Sarah Dryden-Peterson
I was born in Québec, Canada, the first redhead born at the Montréal General Hospital in 41 years. In the words of author Roch Carrier, "the winters of my childhood were long, long seasons," and thus began my love of snow and skating rinks. My first favorite book was Up in a Tree, Margaret Atwood's flight of imagination and can-do spirit.

With my mom, dad, and brother, Michael, we moved to Cambridge, England, for a year, which became my first exposure to comparative education. The day I began kindergarten, everyone in my class already knew how to read. I didn't. I did learn to read, but my most lasting learning of that year was hand games, especially "Say, Say My Playmate," which I still play to this day with my dad.

My family moved to Toronto, which quickly became home. My mom hung a giant map of the world on our kitchen wall. Every time I go to a new place, I imagine myself on that particular map, orienting myself to the world from the stability of home.

I began grade seven at the University of Toronto Schools, a lab school of the Ontario Institute for Studies in Education, where I would later do my postdoc. My English teacher, Mr. Baker, assigned me a project on the meaning of a word. I chose the word "community" and riffed on what I saw as the two essential parts of this idea: common and unity. I began to think about a big question that still preoccupies me: How much needs to be common to have unity?

I took part in an exchange program: Alix came to live with my family for three months and I lived with her family in Carpentras, France, for three months. When Alix returned to France, she left a key and a note with only one word: Venez! (come!) She had left me the key to her house, but in the process left me feeling like I now held the key to understanding how I could be part of a bigger world: through relationships.
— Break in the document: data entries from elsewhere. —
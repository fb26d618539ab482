//! Personal-finance data collection API
//!
//! # Environment Variables
//!
//! - `STORAGE_MODE`: `in_memory` (default) | `json_file`
//! - `DATA_DIR`: snapshot directory for `json_file` storage (default: `data`)
//! - `SECRET_KEY`: token signing secret (default: random per process)
//! - `TOKEN_TTL_HOURS`: token lifetime (default: `24`)
//! - `RUST_LOG`: Logging level (e.g., `debug`, `info`, `fintake_api=debug`)
//! - `LOG_FORMAT`: `json` for JSON log lines, anything else for text
//! - `HOST`: Server host address (default: `0.0.0.0`)
//! - `PORT`: Server port (default: `5000`)
//! - `WORKER_THREADS`: Number of tokio worker threads (default: logical CPU count)

use tokio::net::TcpListener;
use tokio::signal;
use tracing_subscriber::{layer::SubscriberExt, util::SubscriberInitExt};

use fintake_api::api::{AppState, router};
use fintake_api::infrastructure::{AuthConfig, RepositoryFactory, ServerConfig};

const DEFAULT_LOG_FILTER: &str = "fintake_api=debug,fintake=debug,tower_http=debug";

/// Result of parsing `WORKER_THREADS` environment variable.
struct WorkerThreadsResult {
    threads: Option<usize>,
    warning_emitted: bool,
}

fn parse_worker_threads() -> WorkerThreadsResult {
    let Ok(value) = std::env::var("WORKER_THREADS") else {
        return WorkerThreadsResult {
            threads: None,
            warning_emitted: false,
        };
    };

    let trimmed = value.trim();

    if trimmed.is_empty() {
        return WorkerThreadsResult {
            threads: None,
            warning_emitted: false,
        };
    }

    match trimmed.parse::<usize>() {
        Ok(0) => {
            eprintln!("Warning: WORKER_THREADS=0 is invalid (must be > 0), using default");
            WorkerThreadsResult {
                threads: None,
                warning_emitted: true,
            }
        }
        Ok(n) => {
            let max_threads = std::thread::available_parallelism()
                .map(|parallelism| parallelism.get().saturating_mul(4))
                .unwrap_or(64);
            if n > max_threads {
                eprintln!(
                    "Warning: WORKER_THREADS={n} exceeds recommended limit ({max_threads}), capping to {max_threads}"
                );
                WorkerThreadsResult {
                    threads: Some(max_threads),
                    warning_emitted: true,
                }
            } else {
                WorkerThreadsResult {
                    threads: Some(n),
                    warning_emitted: false,
                }
            }
        }
        Err(error) => {
            eprintln!(
                "Warning: WORKER_THREADS='{trimmed}' is not a valid number ({error}), using default"
            );
            WorkerThreadsResult {
                threads: None,
                warning_emitted: true,
            }
        }
    }
}

fn main() {
    dotenvy::dotenv().ok();

    let result = parse_worker_threads();
    let mut builder = tokio::runtime::Builder::new_multi_thread();
    builder.enable_all();

    if let Some(threads) = result.threads {
        builder.worker_threads(threads);
        if !result.warning_emitted {
            eprintln!("Tokio worker_threads set to: {threads}");
        }
    } else if !result.warning_emitted {
        eprintln!("Tokio worker_threads: using default (logical CPU count)");
    }

    let runtime = match builder.build() {
        Ok(runtime) => runtime,
        Err(error) => {
            eprintln!("Failed to create tokio runtime: {error}");
            std::process::exit(1);
        }
    };
    runtime.block_on(async_main());
}

fn init_tracing() {
    let filter = tracing_subscriber::EnvFilter::try_from_default_env()
        .unwrap_or_else(|_| DEFAULT_LOG_FILTER.into());
    let json = std::env::var("LOG_FORMAT").is_ok_and(|format| format.eq_ignore_ascii_case("json"));

    let registry = tracing_subscriber::registry().with(filter);
    if json {
        registry
            .with(tracing_subscriber::fmt::layer().json())
            .init();
    } else {
        registry.with(tracing_subscriber::fmt::layer()).init();
    }
}

async fn async_main() {
    init_tracing();

    tracing::info!("Starting fintake API");

    let server = match ServerConfig::from_env() {
        Ok(server) => server,
        Err(error) => {
            tracing::error!("Configuration error: {}", error);
            std::process::exit(1);
        }
    };

    let auth = match AuthConfig::from_env() {
        Ok(auth) => auth,
        Err(error) => {
            tracing::error!("Configuration error: {}", error);
            std::process::exit(1);
        }
    };
    if auth.generated_key {
        tracing::warn!("SECRET_KEY not set; issued tokens will not survive a restart");
    }

    let factory = match RepositoryFactory::from_env() {
        Ok(factory) => factory,
        Err(error) => {
            tracing::error!("Configuration error: {}", error);
            std::process::exit(1);
        }
    };

    tracing::info!(
        storage_mode = ?factory.config().storage_mode,
        data_dir = %factory.config().data_dir.display(),
        token_ttl_hours = auth.token_ttl.num_hours(),
        "Configuration loaded"
    );

    let repositories = match factory.create() {
        Ok(repositories) => {
            tracing::info!("Repositories initialized successfully");
            repositories
        }
        Err(error) => {
            tracing::error!("Failed to initialize repositories: {}", error);
            std::process::exit(1);
        }
    };

    let application = router(AppState::new(repositories.into_context(auth)));

    let address = match server.socket_address() {
        Ok(address) => address,
        Err(error) => {
            tracing::error!(%error, "Invalid server address");
            std::process::exit(1);
        }
    };

    let listener = match TcpListener::bind(address).await {
        Ok(listener) => listener,
        Err(error) => {
            tracing::error!(%error, "Failed to bind to address {}", address);
            std::process::exit(1);
        }
    };

    match listener.local_addr() {
        Ok(address) => tracing::info!("Listening on {}", address),
        Err(error) => tracing::warn!(%error, "Could not determine local address"),
    }

    if let Err(error) = axum::serve(listener, application)
        .with_graceful_shutdown(shutdown_signal())
        .await
    {
        tracing::error!(%error, "Server error");
        std::process::exit(1);
    }

    tracing::info!("Server shutdown complete");
}

/// Handles graceful shutdown signals (SIGINT, SIGTERM).
///
/// On Unix systems, it listens for both SIGINT (Ctrl+C) and SIGTERM. On
/// other systems, it only listens for Ctrl+C.
async fn shutdown_signal() {
    let ctrl_c = async {
        if let Err(error) = signal::ctrl_c().await {
            tracing::warn!(%error, "Failed to install Ctrl+C handler");
        }
    };

    #[cfg(unix)]
    let terminate = async {
        match signal::unix::signal(signal::unix::SignalKind::terminate()) {
            Ok(mut signal) => {
                signal.recv().await;
            }
            Err(error) => {
                tracing::warn!(%error, "Failed to install SIGTERM handler");
                std::future::pending::<()>().await;
            }
        }
    };

    #[cfg(not(unix))]
    let terminate = std::future::pending::<()>();

    tokio::select! {
        () = ctrl_c => {
            tracing::info!("Received Ctrl+C, initiating graceful shutdown");
        }
        () = terminate => {
            tracing::info!("Received SIGTERM, initiating graceful shutdown");
        }
    }
}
I joined my family in Montréal for the unity rally ahead of the referendum on Québec sovereignty. I embraced the slogan, "My Canada includes Québec," but I began to wonder how my Canada might be different than that of others. These ideas shaped my undergraduate thesis at Harvard College where I looked at how Canadian history was taught differently in English and in French and how these understandings of the past shaped national identity in the present.

I made my first of now 16 trips to Juneau, Alaska, where my now-husband, Scott, grew up. After years of a city-girl identity, I came to love the forest and the mountains.

I followed my ideas about history teaching and national unity to South Africa, where I spent a year doing ethnography in high school history classes. It was a time of reconciliation and of immense belief in the possibility of transformation.

I taught middle school in Boston and in Cambridge. My refugee students inspired me to learn more about their previous homes, the nature of exile, and the process of building a new home.

Scott and I moved to Uganda, bringing together his work as an HI V physician and my work with refugee families. Living in Kampala and in two refugee camps, I learned how communities come together to create what they care most about: education for their children.

Our daughter Khaya, was born, just after I completed my dissertation proposal at HGSE. My goal was a synthesis of parenthood and doctoral work, aligned with the doll from Botswana that I keep beside my desk — a mama off to work with her baby tied snuggly to her back.

I joined the HG SE faculty. I inaugurated my lab group and call it mowana, the Setswana word for baobab tree. Baobabs are truly incredible trees, growing very slowly but steadily, able to take in the resources that are available and to give back to the ecosystem the strength to persist even in drought. This tree represents the aims of our work on education in settings of armed conflict globally.

I am teaching the largest class ever of students for Education in Armed Conflict. I continue to be inspired by the work our students do to address some of the most intractable social inequalities and, in the absence of the stability of home, to help young people aspire to and build strong futures.